Various techniques have been attempted for generating the pressure pulses in the drilling mud. One technique involves incorporating a pulser into the drill string in which the drilling mud flows through passages formed by a stator. In one type of pulser, referred to as a mud siren, a rotor, which is typically disposed adjacent the stator, is rotated continuously so that the rotor blades alternately increase and decrease the amount by which they obstruct the stator passages, thereby generating pulses in the drilling fluid. In another type of pulser, the rotor is oscillated so that the rotor blades alternately increase and decrease the amount by which they obstruct the stator passages, thereby generating pulses in the drilling fluid. Oscillating type pulser valves are disclosed in U.S. Pat. No. 6,714,138 (Turner et al.) and U.S. Pat. No. 7,327,634 (Perry et al.), each of which is hereby incorporated by reference in its entirety.

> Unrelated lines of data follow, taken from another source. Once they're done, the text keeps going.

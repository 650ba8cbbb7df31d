//! The `Ray` type: the unit of work shuffled between blocks and ranks.
//!
//! Layout mirrors the wire format in one-to-one fashion so packing is a
//! straight field walk (see [`Ray::pack`] / [`Ray::unpack`]).

use std::io::{self, Read, Write};

use byteorder::{LittleEndian, ReadBytesExt, WriteBytesExt};
use cgmath::Vector3;
use smallvec::SmallVec;

/// Globally unique id of a scene partition (mesh region, volume brick).
#[derive(Copy, Clone, Debug, PartialEq, Eq, PartialOrd, Ord, Hash)]
pub struct BlockId(pub u32);

impl BlockId {
    #[inline]
    pub fn as_u32(self) -> u32 {
        self.0
    }
}

/// Rank (process) identity within the cluster.
#[derive(Copy, Clone, Debug, PartialEq, Eq, PartialOrd, Ord, Hash)]
pub struct RankId(pub usize);

impl RankId {
    #[inline]
    pub fn as_usize(self) -> usize {
        self.0
    }
}

bitflags::bitflags! {
    /// Why a ray stopped being traced further.
    ///
    /// Carried as a first-class byte on the wire rather than reinterpreted
    /// out of a float field.
    #[derive(Default)]
    pub struct TermFlags: u8 {
        /// Terminated on a surface hit with accumulated color.
        const SURFACE  = 0b0001;
        /// Terminated because it left the scene's outer bound.
        const OPAQUE   = 0b0010;
        /// Crossed a block boundary (not itself terminal, but recorded).
        const BOUNDARY = 0b0100;
        /// The adapter reported it could not finish this ray in budget.
        const TIMEOUT  = 0b1000;
    }
}

/// What kind of ray this is, for bookkeeping and adapter dispatch.
#[derive(Copy, Clone, Debug, PartialEq, Eq)]
#[repr(u8)]
pub enum RayType {
    Primary = 0,
    Shadow = 1,
    Secondary = 2,
    Empty = 3,
}

impl RayType {
    fn from_u8(v: u8) -> io::Result<RayType> {
        Ok(match v {
            0 => RayType::Primary,
            1 => RayType::Shadow,
            2 => RayType::Secondary,
            3 => RayType::Empty,
            _ => {
                return Err(io::Error::new(
                    io::ErrorKind::InvalidData,
                    "unknown ray type tag",
                ))
            }
        })
    }
}

/// Color with alpha, accumulated along a ray's path.
#[derive(Copy, Clone, Debug, Default, PartialEq)]
pub struct ColorAlpha {
    pub r: f32,
    pub g: f32,
    pub b: f32,
    pub a: f32,
}

impl ColorAlpha {
    pub fn clamped(&self) -> ColorAlpha {
        ColorAlpha {
            r: self.r.clamp(0.0, 1.0),
            g: self.g.clamp(0.0, 1.0),
            b: self.b.clamp(0.0, 1.0),
            a: self.a.clamp(0.0, 1.0),
        }
    }

    pub fn add(&mut self, other: &ColorAlpha) {
        self.r += other.r;
        self.g += other.g;
        self.b += other.b;
        self.a += other.a;
    }
}

/// A single ray in flight: origin/direction, accumulated color, parametric
/// range, pixel id, remaining bounces, type/termination tags, and the
/// ordered list of block ids it still has to traverse.
///
/// Invariant: a live ray (`Primary`/`Secondary`/`Shadow`) is always either in
/// exactly one block's queue, in flight as a serialized message, or inside
/// an adapter call.
#[derive(Clone, Debug, PartialEq)]
pub struct Ray {
    pub origin: Vector3<f32>,
    pub direction: Vector3<f32>,
    pub color: ColorAlpha,
    pub t: f32,
    pub t_min: f32,
    pub t_max: f32,
    pub pixel_id: u32,
    pub depth: u16,
    pub kind: RayType,
    pub term: TermFlags,
    pub intersection_list: SmallVec<[BlockId; 4]>,
}

impl Ray {
    pub fn primary(origin: Vector3<f32>, direction: Vector3<f32>, pixel_id: u32, depth: u16) -> Ray {
        Ray {
            origin,
            direction,
            color: ColorAlpha::default(),
            t: 0.0,
            t_min: 0.0,
            t_max: f32::INFINITY,
            pixel_id,
            depth,
            kind: RayType::Primary,
            term: TermFlags::empty(),
            intersection_list: SmallVec::new(),
        }
    }

    /// `true` once depth reaches zero: this ray cannot spawn secondaries.
    #[inline]
    pub fn exhausted(&self) -> bool {
        self.depth == 0
    }

    /// Number of bytes this ray occupies on the wire: §6 gives the field
    /// list (origin/direction/color/t's/id/depth/type/term/list_len) and,
    /// separately, the constant `52`; summing the field list's own byte
    /// widths gives `62`, not `52` — the fixed part is 13 `f32`s (52 bytes)
    /// *plus* `id`(4) + `depth`(2) + `type`(1) + `term`(1) + `list_len`(2).
    /// `pack`/`unpack` below implement the full field list, so this follows
    /// that rather than the inconsistent shorthand.
    #[inline]
    pub fn packed_size(&self) -> usize {
        62 + 4 * self.intersection_list.len()
    }

    /// Serialize in the little-endian wire format described in §6.
    pub fn pack<W: Write>(&self, w: &mut W) -> io::Result<()> {
        w.write_f32::<LittleEndian>(self.origin.x)?;
        w.write_f32::<LittleEndian>(self.origin.y)?;
        w.write_f32::<LittleEndian>(self.origin.z)?;
        w.write_f32::<LittleEndian>(self.direction.x)?;
        w.write_f32::<LittleEndian>(self.direction.y)?;
        w.write_f32::<LittleEndian>(self.direction.z)?;
        w.write_f32::<LittleEndian>(self.color.r)?;
        w.write_f32::<LittleEndian>(self.color.g)?;
        w.write_f32::<LittleEndian>(self.color.b)?;
        w.write_f32::<LittleEndian>(self.color.a)?;
        w.write_f32::<LittleEndian>(self.t)?;
        w.write_f32::<LittleEndian>(self.t_min)?;
        w.write_f32::<LittleEndian>(self.t_max)?;
        w.write_u32::<LittleEndian>(self.pixel_id)?;
        w.write_u16::<LittleEndian>(self.depth)?;
        w.write_u8(self.kind as u8)?;
        w.write_u8(self.term.bits())?;
        w.write_u16::<LittleEndian>(self.intersection_list.len() as u16)?;
        for id in &self.intersection_list {
            w.write_u32::<LittleEndian>(id.0)?;
        }
        Ok(())
    }

    /// Deserialize from the wire format, respecting the variable `list_len`
    /// framing on receive.
    pub fn unpack<R: Read>(r: &mut R) -> io::Result<Ray> {
        let origin = Vector3::new(
            r.read_f32::<LittleEndian>()?,
            r.read_f32::<LittleEndian>()?,
            r.read_f32::<LittleEndian>()?,
        );
        let direction = Vector3::new(
            r.read_f32::<LittleEndian>()?,
            r.read_f32::<LittleEndian>()?,
            r.read_f32::<LittleEndian>()?,
        );
        let color = ColorAlpha {
            r: r.read_f32::<LittleEndian>()?,
            g: r.read_f32::<LittleEndian>()?,
            b: r.read_f32::<LittleEndian>()?,
            a: r.read_f32::<LittleEndian>()?,
        };
        let t = r.read_f32::<LittleEndian>()?;
        let t_min = r.read_f32::<LittleEndian>()?;
        let t_max = r.read_f32::<LittleEndian>()?;
        let pixel_id = r.read_u32::<LittleEndian>()?;
        let depth = r.read_u16::<LittleEndian>()?;
        let kind = RayType::from_u8(r.read_u8()?)?;
        let term = TermFlags::from_bits_truncate(r.read_u8()?);
        let list_len = r.read_u16::<LittleEndian>()? as usize;
        let mut intersection_list = SmallVec::with_capacity(list_len);
        for _ in 0..list_len {
            intersection_list.push(BlockId(r.read_u32::<LittleEndian>()?));
        }
        Ok(Ray {
            origin,
            direction,
            color,
            t,
            t_min,
            t_max,
            pixel_id,
            depth,
            kind,
            term,
            intersection_list,
        })
    }
}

In such prior pulsers, when the rotor blades are aligned with the stator passages to create a pulse, the pressure drop across the rotor can be significant, especially when the flow rate of drilling mud through the pulser is high, or when the data rate is low so that the pulse width is relatively large, providing plenty of time for the buildup of pressure. This pressure drop places a considerable load on the thrust bearings that support the rotor. This load can be reduced by increasing the axial gap between the downstream face of the stator and the upstream face of the rotor, which allows greater fluid leakage around the rotor. However, such leakage reduces the slope of the pulse waveform, which results in a less desirable waveform for the pulse, especially when transmitting in a high data rate mode, in which short frequent pulses are generated. Adjusting the axial gap as the data rate changes between high and low pulse rates, or as the flow rate of the drilling mud changes, requires removal of the drill string and mechanical adjustments to the pulser.
Consequently, it would be desirable to provide a mud pulse telemetry system that could accommodate changes in data rate, or in the flow rate of the drilling mud, without the need to remove the pulser for modification.